January 19, 2005

Mollusks Said Can Neutralize Toxin

DARTMOUTH, Mass. (AP) -- The war on terror could have an unlikely ally in a modest mollusk known as the quahog.

Researchers who injected the clams with enough botulism toxin to kill 1,000 people found the shellfish somehow neutralized the enzyme, which is considered a potential bioterror agent.

"Botulism activity was cut in half by the blood of the quahog," Dr. Bal Ram Singh told The Standard Times of New Bedford in Wednesday's editions. "So we think there is some sort of antidote in this blood. If we are able to get that molecule - and this is a long process - that might be very useful for human beings."

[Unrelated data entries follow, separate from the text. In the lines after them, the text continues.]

//! Thornvale LLM - streaming text generation client and response validation

pub mod generator;
pub mod ollama;
pub mod parser;

pub use generator::{GenerateError, GenerateResult, TextGenerator};
pub use ollama::OllamaClient;
pub use parser::{parse_response, sanitize, validate, ValidationConfig};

Singh, a chemist who has been searching for a botulism antidote under a grant from the Department of Homeland Security, started with small amounts and increased the injections until scientists were pumping the shellfish with a milligram of the toxin.

But the botulism, a muscle relaxant, had little effect on the quahogs. The researchers noticed that the water the shellfish were in became cloudy, a sign that they were secreting mucous.

"We could inject a quahog with enough poison to kill 100,000 people, and it wouldn't die," Singh said. "Something in the quahog appears to destroy enough of the toxin in order to survive it. There will be more to this story."